Records for this task below:
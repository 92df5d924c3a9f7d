//! Sleep quality recording.

use clap::Subcommand;
use chrono::Local;

use quietude_core::{EnergyEngine, SleepQuality};

#[derive(Subcommand)]
pub enum SleepAction {
    /// Record last night's sleep quality (good, medium, or bad)
    Record {
        /// Sleep quality tier
        quality: String,
    },
    /// Show the sleep audit log
    Log,
}

pub fn run(action: SleepAction) -> Result<(), Box<dyn std::error::Error>> {
    match action {
        SleepAction::Record { quality } => {
            let quality = SleepQuality::parse(&quality)
                .ok_or_else(|| format!("invalid quality: '{quality}'. Use good, medium, or bad"))?;

            let mut engine = EnergyEngine::open()?;
            let record = engine.record_sleep_quality(quality)?;

            if record.applied_delta >= 0 {
                println!(
                    "{} sleep recorded: battery recharged by {}%, now at {}",
                    quality.label(),
                    record.applied_delta,
                    engine.level()
                );
            } else {
                println!(
                    "{} sleep recorded: battery reduced by {}%, now at {}",
                    quality.label(),
                    record.applied_delta.unsigned_abs(),
                    engine.level()
                );
            }
            Ok(())
        }
        SleepAction::Log => {
            let engine = EnergyEngine::open()?;
            let log = engine.sleep_log()?;
            if log.is_empty() {
                println!("No sleep records yet");
                return Ok(());
            }
            for record in log {
                println!(
                    "{}  {:<6} {:+}%",
                    record.recorded_at.with_timezone(&Local).format("%Y-%m-%d"),
                    record.quality.label(),
                    record.applied_delta
                );
            }
            Ok(())
        }
    }
}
End of Records for this task.
■ Your assignment: Find each line in the listing above that contains "EnergyEngine", and copy that line.

■ Task result:
use quietude_core::{EnergyEngine, SleepQuality};
            let mut engine = EnergyEngine::open()?;
            let engine = EnergyEngine::open()?;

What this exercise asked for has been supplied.